2. Der Antrag der Kläger, ihnen Wiedereinsetzung in den vorigen Stand gemäß § 56 FGO zu gewähren, ist unbegründet.
a) Innerhalb des gemäß § 56 Abs. 2 Satz 1 FGO maßgeblichen Zwei-Wochen-Zeitraums haben die Kläger lediglich vorgetragen, der Prozeßbevollmächtigte führe eine Terminliste, in die sämtliche fristgebundenen Arbeiten eingetragen würden, die nicht umgehend von den jeweiligen Sachbearbeiterinnen, sondern von dem Prozeßbevollmächtigten selbst bearbeitet würden. Das Einhalten der Fristen werde von einer qualifizierten und zuverlässigen Mitarbeiterin überwacht. Dies schließe ,,normalerweise" Fristüberschreitungen aus. Die Säumnis im Streitfall sei ,,wohl" nur damit zu erklären, daß die Mitarbeiterin durch übermäßige Mitinanspruchnahme bei anderen Arbeiten die Wiedervorlage der Akte unterlassen habe. Diese Gründe rechtfertigen nicht die Wiedereinsetzung in den vorigen Stand.
b) Wiedereinsetzung könnte nach § 56 Abs. 1 FGO nur gewährt werden, wenn die Kläger ohne Verschulden verhindert waren, die Revisionsbegründungsfrist einzuhalten. Dabei haben sie sich ein Verschulden des Bevollmächtigten zurechnen zu lassen. Dieser hat jedoch keine Gründe vorgetragen, welche die Annahme rechtfertigten, er habe beim Bearbeiten der Streitsache die von der Rechtsprechung geforderte Sorgfalt angewendet. Zwar hat er erklärt, regelmäßig Fristen in eine Terminliste eintragen und kontrollieren zu lassen. Er hat jedoch innerhalb der Zwei-Wochen-Frist nicht - wie erforderlich - im einzelnen dargetan, wie im Streitfall selbst verfahren wurde und aus welchem Grund die Frist tatsächlich versäumt worden ist. Der Hinweis, die Säumnis sei ,,wohl" mit einer Arbeitsüberlastung der zuständigen Mitarbeiterin zu erklären, kann nur dahin verstanden werden, daß der Prozeßbevollmächtigte selbst nicht mehr mit der gebotenen Sicherheit feststellen kann, warum er die Revisionsbegründungsfrist nicht hat einhalten können. Er hat zudem nicht dargelegt, welche Vorkehrung er getroffen hatte, um sicherzustellen, daß trotz der großen Arbeitsbelastung die notierten Fristen eingehalten werden.

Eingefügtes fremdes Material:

//! External video player discovery and launch.

use crate::error::{AppError, Result};
use log::{debug, info, warn};
use std::env;
use std::path::{Path, PathBuf};
use std::process::{Command, Stdio};
use std::thread;

/// Search for an executable in the system PATH.
///
/// Handles:
/// - Absolute paths (checked directly)
/// - Relative paths with separators (checked directly)
/// - Windows PATHEXT extensions (.exe, .cmd, .bat)
/// - Standard PATH search
pub fn find_in_path<P: AsRef<Path>>(exe_name: P) -> Option<PathBuf> {
    let exe_path = exe_name.as_ref();

    if exe_path.is_absolute()
        || exe_path
            .to_string_lossy()
            .contains(std::path::MAIN_SEPARATOR)
    {
        if exe_path.is_file() {
            return Some(exe_path.to_path_buf());
        }
        #[cfg(windows)]
        {
            for ext in &[".exe", ".cmd", ".bat", ".com"] {
                let with_ext = exe_path.with_extension(&ext[1..]);
                if with_ext.is_file() {
                    return Some(with_ext);
                }
            }
        }
        return None;
    }

    env::var_os("PATH").and_then(|paths| {
        #[cfg(windows)]
        let extensions: Vec<String> = env::var("PATHEXT")
            .unwrap_or_else(|_| ".COM;.EXE;.BAT;.CMD".to_string())
            .split(';')
            .map(|s| s.to_lowercase())
            .collect();

        env::split_paths(&paths).find_map(|dir| {
            let full_path = dir.join(exe_path);

            if full_path.is_file() {
                return Some(full_path);
            }

            #[cfg(windows)]
            {
                for ext in &extensions {
                    let ext_trimmed = ext.trim_start_matches('.');
                    let with_ext = full_path.with_extension(ext_trimmed);
                    if with_ext.is_file() {
                        return Some(with_ext);
                    }
                }
            }

            None
        })
    })
}

/// Get the appropriate video player for the current operating system.
pub fn default_player() -> Result<&'static str> {
    match env::consts::OS {
        "linux" => Ok("mpv"),
        "windows" => Ok("mpv.exe"),
        "macos" => Ok("iina"),
        other => Err(AppError::Player(format!("OS '{}' is not supported", other))),
    }
}

/// A video player command plus the arguments placed before the URL.
#[derive(Debug, Clone, PartialEq)]
pub struct Player {
    pub command: String,
    pub args: Vec<String>,
}

impl Player {
    /// Pick the player from the CLI flag, then the config, then the
    /// platform default.
    pub fn resolve(
        cli_player: Option<&str>,
        config_player: Option<&str>,
        args: Vec<String>,
    ) -> Result<Self> {
        let command = match cli_player.or(config_player) {
            Some(p) => p.to_string(),
            None => default_player()?.to_string(),
        };
        Ok(Self { command, args })
    }

    /// Fail unless the player executable can be found.
    pub fn ensure_installed(&self) -> Result<()> {
        match find_in_path(&self.command) {
            Some(path) => {
                info!("Using video player: {}", path.display());
                Ok(())
            }
            None => Err(AppError::Player(format!("{} not found in PATH", self.command))),
        }
    }

    /// The command that would play `url`.
    pub fn command_for(&self, url: &str) -> Command {
        let mut cmd = Command::new(&self.command);
        cmd.args(&self.args).arg(url);
        cmd
    }

    /// Start playing `url` in the background.
    pub fn play(&self, url: &str) -> Result<()> {
        debug!("Playing: {}", url);

        let mut child = self
            .command_for(url)
            .stdin(Stdio::null())
            .stdout(Stdio::null())
            .stderr(Stdio::null())
            .spawn()
            .map_err(|e| AppError::Player(format!("Failed to start {}: {}", self.command, e)))?;

        // Reap the player once it exits
        let command = self.command.clone();
        thread::spawn(move || match child.wait() {
            Ok(status) => debug!("{} exited with {}", command, status),
            Err(e) => warn!("Failed to wait for {}: {}", command, e),
        });

        Ok(())
    }
}

#[cfg(test)]
mod tests {
    use super::*;

    #[test]
    fn test_resolve_prefers_cli_over_config() {
        let player = Player::resolve(Some("vlc"), Some("mpv"), vec![]).unwrap();
        assert_eq!(player.command, "vlc");

        let player = Player::resolve(None, Some("mpv"), vec!["--fs".to_string()]).unwrap();
        assert_eq!(player.command, "mpv");
        assert_eq!(player.args, vec!["--fs"]);
    }

    #[test]
    fn test_command_for_appends_url_last() {
        let player = Player {
            command: "mpv".to_string(),
            args: vec!["--fs".to_string()],
        };
        let cmd = player.command_for("https://cdn/ep1.mp4");
        let args: Vec<_> = cmd.get_args().map(|a| a.to_string_lossy().into_owned()).collect();
        assert_eq!(cmd.get_program(), "mpv");
        assert_eq!(args, vec!["--fs", "https://cdn/ep1.mp4"]);
    }

    #[cfg(unix)]
    #[test]
    fn test_play_starts_and_reaps_player() {
        let player = Player {
            command: "true".to_string(),
            args: vec![],
        };
        assert!(player.play("https://cdn/ep1.mp4").is_ok());
    }

    #[test]
    fn test_find_in_path_missing() {
        assert!(find_in_path("definitely-not-a-real-player-binary").is_none());
    }

    #[test]
    fn test_missing_player_reports_error() {
        let player = Player {
            command: "definitely-not-a-real-player-binary".to_string(),
            args: vec![],
        };
        assert!(matches!(player.ensure_installed(), Err(AppError::Player(_))));
        assert!(matches!(player.play("https://x"), Err(AppError::Player(_))));
    }
}
//! Custom error types for drama-watcher.
//!
//! The media and paging helpers never fail; everything that talks to the
//! network, the filesystem or the player reports through [`AppError`].

use std::error::Error;
use std::fmt;
use std::io;

/// Application error types.
#[derive(Debug)]
pub enum AppError {
    /// Network/HTTP errors
    Network(String),
    /// API response parsing errors
    Parse(String),
    /// Configuration errors
    Config(String),
    /// File I/O errors
    Io(io::Error),
    /// No results found
    NotFound(String),
    /// Invalid input from user
    InvalidInput(String),
    /// Player not found or failed to start
    Player(String),
}

impl fmt::Display for AppError {
    fn fmt(&self, f: &mut fmt::Formatter<'_>) -> fmt::Result {
        match self {
            AppError::Network(msg) => write!(f, "Network error: {}", msg),
            AppError::Parse(msg) => write!(f, "Parse error: {}", msg),
            AppError::Config(msg) => write!(f, "Config error: {}", msg),
            AppError::Io(err) => write!(f, "I/O error: {}", err),
            AppError::NotFound(msg) => write!(f, "Not found: {}", msg),
            AppError::InvalidInput(msg) => write!(f, "Invalid input: {}", msg),
            AppError::Player(msg) => write!(f, "Player error: {}", msg),
        }
    }
}

impl Error for AppError {
    fn source(&self) -> Option<&(dyn Error + 'static)> {
        match self {
            AppError::Io(err) => Some(err),
            _ => None,
        }
    }
}

impl From<io::Error> for AppError {
    fn from(err: io::Error) -> Self {
        AppError::Io(err)
    }
}

impl From<reqwest::Error> for AppError {
    fn from(err: reqwest::Error) -> Self {
        if err.is_decode() {
            AppError::Parse(err.to_string())
        } else {
            AppError::Network(err.to_string())
        }
    }
}

impl From<serde_json::Error> for AppError {
    fn from(err: serde_json::Error) -> Self {
        AppError::Parse(err.to_string())
    }
}

impl From<toml::de::Error> for AppError {
    fn from(err: toml::de::Error) -> Self {
        AppError::Config(err.to_string())
    }
}

impl From<toml::ser::Error> for AppError {
    fn from(err: toml::ser::Error) -> Self {
        AppError::Config(err.to_string())
    }
}

/// Result type alias using AppError.
pub type Result<T> = std::result::Result<T, AppError>;

#[cfg(test)]
mod tests {
    use super::*;

    #[test]
    fn test_error_display() {
        let err = AppError::Network("connection refused".to_string());
        assert_eq!(err.to_string(), "Network error: connection refused");
    }

    #[test]
    fn test_error_from_io() {
        let io_err = io::Error::new(io::ErrorKind::NotFound, "file not found");
        let app_err: AppError = io_err.into();
        assert!(matches!(app_err, AppError::Io(_)));
        assert!(app_err.source().is_some());
    }

    #[test]
    fn test_error_from_json() {
        let json_err = serde_json::from_str::<Vec<u32>>("{").unwrap_err();
        let app_err: AppError = json_err.into();
        assert!(matches!(app_err, AppError::Parse(_)));
    }

    #[test]
    fn test_error_from_toml() {
        let toml_err = toml::from_str::<toml::Value>("quality = ").unwrap_err();
        let app_err: AppError = toml_err.into();
        assert!(app_err.to_string().starts_with("Config error:"));
    }

    #[test]
    fn test_error_player() {
        let err = AppError::Player("mpv not found in PATH".to_string());
        assert!(err.to_string().contains("mpv not found"));
    }
}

Der Prozeßbevollmächtigte der Kläger hat zwar in seinem Schriftsatz vom 18. Juli 1985 näher beschrieben, auf welche Weise Fristen in die nunmehr als ,,Fristenkontrollbuch" bezeichnete Terminliste eingetragen würden, und daß im Streitfall drei näher bezeichnete Eintragungen vorgenommen worden seien. Der Senat kann unerörtert lassen, ob diese Gründe nur der Vervollständigung und Ergänzung des ursprünglichen Vortrags dienen (vgl. Gräber/Koch, Finanzgerichtsordnung, Anm. 51 zu § 56) oder ob es sich um verspätetes Vorbringen einer neuen Begründung handelt. Entscheidend ist, daß der Prozeßbevollmächtigte nach wie vor nicht im einzelnen dargelegt hat, welche organisatorischen Maßnahmen er getroffen hat, um sicherzustellen, daß die notierten Fristen ordnungsgemäß überwacht werden. Er hat lediglich vorgebracht, die Fristen würden ,,normalerweise" ständig überwacht. Es wäre aber Sache der Kläger gewesen, einen Sachverhalt vorzutragen, der ihr eigenes Verschulden oder das ihres Prozeßbevollmächtigten ausschließt und nicht die Möglichkeit, daß die Frist ohne Verschulden versäumt ist, der Aufklärungstätigkeit des Gerichts überläßt.